→ **Exercise description**
Produce an exact transcription of every entry.

--*--

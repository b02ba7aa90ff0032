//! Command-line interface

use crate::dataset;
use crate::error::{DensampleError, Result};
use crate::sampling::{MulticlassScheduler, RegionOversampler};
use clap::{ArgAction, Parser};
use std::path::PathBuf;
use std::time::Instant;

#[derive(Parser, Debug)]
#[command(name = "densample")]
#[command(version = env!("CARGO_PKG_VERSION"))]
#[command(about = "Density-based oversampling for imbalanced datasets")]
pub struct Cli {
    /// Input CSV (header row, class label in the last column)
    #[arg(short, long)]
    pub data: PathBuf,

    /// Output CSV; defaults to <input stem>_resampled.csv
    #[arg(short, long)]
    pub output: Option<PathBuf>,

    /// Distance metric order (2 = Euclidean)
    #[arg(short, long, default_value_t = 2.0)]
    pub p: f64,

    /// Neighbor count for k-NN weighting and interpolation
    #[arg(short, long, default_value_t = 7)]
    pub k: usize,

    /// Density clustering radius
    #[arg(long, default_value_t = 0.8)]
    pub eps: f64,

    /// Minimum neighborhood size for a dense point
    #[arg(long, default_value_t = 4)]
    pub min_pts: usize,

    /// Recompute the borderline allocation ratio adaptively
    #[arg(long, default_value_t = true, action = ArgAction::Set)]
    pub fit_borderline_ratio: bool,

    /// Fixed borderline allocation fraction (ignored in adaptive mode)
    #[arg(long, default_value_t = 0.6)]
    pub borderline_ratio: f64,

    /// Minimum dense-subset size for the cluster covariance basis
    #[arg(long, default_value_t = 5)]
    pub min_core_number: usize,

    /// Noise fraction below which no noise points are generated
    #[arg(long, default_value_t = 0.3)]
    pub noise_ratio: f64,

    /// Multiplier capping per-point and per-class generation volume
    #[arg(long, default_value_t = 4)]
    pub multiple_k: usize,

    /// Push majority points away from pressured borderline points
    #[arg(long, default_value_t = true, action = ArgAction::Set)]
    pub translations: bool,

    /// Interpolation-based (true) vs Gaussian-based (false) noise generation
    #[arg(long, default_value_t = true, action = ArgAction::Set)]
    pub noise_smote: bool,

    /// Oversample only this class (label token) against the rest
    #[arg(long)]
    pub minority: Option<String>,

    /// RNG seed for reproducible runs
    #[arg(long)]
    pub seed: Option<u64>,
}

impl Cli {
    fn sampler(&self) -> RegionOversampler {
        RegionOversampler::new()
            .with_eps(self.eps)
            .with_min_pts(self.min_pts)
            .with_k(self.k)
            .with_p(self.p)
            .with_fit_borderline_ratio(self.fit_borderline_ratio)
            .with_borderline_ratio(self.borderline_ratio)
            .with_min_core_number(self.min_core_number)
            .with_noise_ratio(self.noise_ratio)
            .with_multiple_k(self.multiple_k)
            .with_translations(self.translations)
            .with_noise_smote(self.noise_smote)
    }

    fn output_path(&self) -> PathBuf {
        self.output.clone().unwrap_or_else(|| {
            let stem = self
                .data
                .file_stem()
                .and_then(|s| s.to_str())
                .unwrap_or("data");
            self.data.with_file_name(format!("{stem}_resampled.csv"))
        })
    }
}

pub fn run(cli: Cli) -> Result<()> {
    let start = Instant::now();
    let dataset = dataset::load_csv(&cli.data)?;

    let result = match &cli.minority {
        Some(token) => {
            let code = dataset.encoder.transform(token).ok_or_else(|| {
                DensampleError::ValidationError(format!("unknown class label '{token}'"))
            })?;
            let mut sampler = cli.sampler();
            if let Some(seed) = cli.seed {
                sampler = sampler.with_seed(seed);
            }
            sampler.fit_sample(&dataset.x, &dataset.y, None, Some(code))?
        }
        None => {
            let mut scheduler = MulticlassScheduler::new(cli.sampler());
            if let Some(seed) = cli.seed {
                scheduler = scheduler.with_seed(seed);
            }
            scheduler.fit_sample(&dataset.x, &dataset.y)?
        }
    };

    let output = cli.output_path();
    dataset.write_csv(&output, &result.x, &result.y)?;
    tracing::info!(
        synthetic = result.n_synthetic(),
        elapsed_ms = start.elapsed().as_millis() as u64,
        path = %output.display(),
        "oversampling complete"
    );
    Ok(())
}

--*--

→ **Answer section**
repository b02ba7aa90ff0032
//! Command-line interface

use crate::dataset;
use crate::error::{DensampleError, Result};
use crate::sampling::{MulticlassScheduler, RegionOversampler};
use clap::{ArgAction, Parser};
use std::path::PathBuf;
use std::time::Instant;

#[derive(Parser, Debug)]
#[command(name = "densample")]
#[command(version = env!("CARGO_PKG_VERSION"))]
#[command(about = "Density-based oversampling for imbalanced datasets")]
pub struct Cli {
    /// Input CSV (header row, class label in the last column)
    #[arg(short, long)]
    pub data: PathBuf,

    /// Output CSV; defaults to <input stem>_resampled.csv
    #[arg(short, long)]
    pub output: Option<PathBuf>,

    /// Distance metric order (2 = Euclidean)
    #[arg(short, long, default_value_t = 2.0)]
    pub p: f64,

    /// Neighbor count for k-NN weighting and interpolation
    #[arg(short, long, default_value_t = 7)]
    pub k: usize,

    /// Density clustering radius
    #[arg(long, default_value_t = 0.8)]
    pub eps: f64,

    /// Minimum neighborhood size for a dense point
    #[arg(long, default_value_t = 4)]
    pub min_pts: usize,

    /// Recompute the borderline allocation ratio adaptively
    #[arg(long, default_value_t = true, action = ArgAction::Set)]
    pub fit_borderline_ratio: bool,

    /// Fixed borderline allocation fraction (ignored in adaptive mode)
    #[arg(long, default_value_t = 0.6)]
    pub borderline_ratio: f64,

    /// Minimum dense-subset size for the cluster covariance basis
    #[arg(long, default_value_t = 5)]
    pub min_core_number: usize,

    /// Noise fraction below which no noise points are generated
    #[arg(long, default_value_t = 0.3)]
    pub noise_ratio: f64,

    /// Multiplier capping per-point and per-class generation volume
    #[arg(long, default_value_t = 4)]
    pub multiple_k: usize,

    /// Push majority points away from pressured borderline points
    #[arg(long, default_value_t = true, action = ArgAction::Set)]
    pub translations: bool,

    /// Interpolation-based (true) vs Gaussian-based (false) noise generation
    #[arg(long, default_value_t = true, action = ArgAction::Set)]
    pub noise_smote: bool,

    /// Oversample only this class (label token) against the rest
    #[arg(long)]
    pub minority: Option<String>,

    /// RNG seed for reproducible runs
    #[arg(long)]
    pub seed: Option<u64>,
}

impl Cli {
    fn sampler(&self) -> RegionOversampler {
        RegionOversampler::new()
            .with_eps(self.eps)
            .with_min_pts(self.min_pts)
            .with_k(self.k)
            .with_p(self.p)
            .with_fit_borderline_ratio(self.fit_borderline_ratio)
            .with_borderline_ratio(self.borderline_ratio)
            .with_min_core_number(self.min_core_number)
            .with_noise_ratio(self.noise_ratio)
            .with_multiple_k(self.multiple_k)
            .with_translations(self.translations)
            .with_noise_smote(self.noise_smote)
    }

    fn output_path(&self) -> PathBuf {
        self.output.clone().unwrap_or_else(|| {
            let stem = self
                .data
                .file_stem()
                .and_then(|s| s.to_str())
                .unwrap_or("data");
            self.data.with_file_name(format!("{stem}_resampled.csv"))
        })
    }
}

pub fn run(cli: Cli) -> Result<()> {
    let start = Instant::now();
    let dataset = dataset::load_csv(&cli.data)?;

    let result = match &cli.minority {
        Some(token) => {
            let code = dataset.encoder.transform(token).ok_or_else(|| {
                DensampleError::ValidationError(format!("unknown class label '{token}'"))
            })?;
            let mut sampler = cli.sampler();
            if let Some(seed) = cli.seed {
                sampler = sampler.with_seed(seed);
            }
            sampler.fit_sample(&dataset.x, &dataset.y, None, Some(code))?
        }
        None => {
            let mut scheduler = MulticlassScheduler::new(cli.sampler());
            if let Some(seed) = cli.seed {
                scheduler = scheduler.with_seed(seed);
            }
            scheduler.fit_sample(&dataset.x, &dataset.y)?
        }
    };

    let output = cli.output_path();
    dataset.write_csv(&output, &result.x, &result.y)?;
    tracing::info!(
        synthetic = result.n_synthetic(),
        elapsed_ms = start.elapsed().as_millis() as u64,
        path = %output.display(),
        "oversampling complete"
    );
    Ok(())
}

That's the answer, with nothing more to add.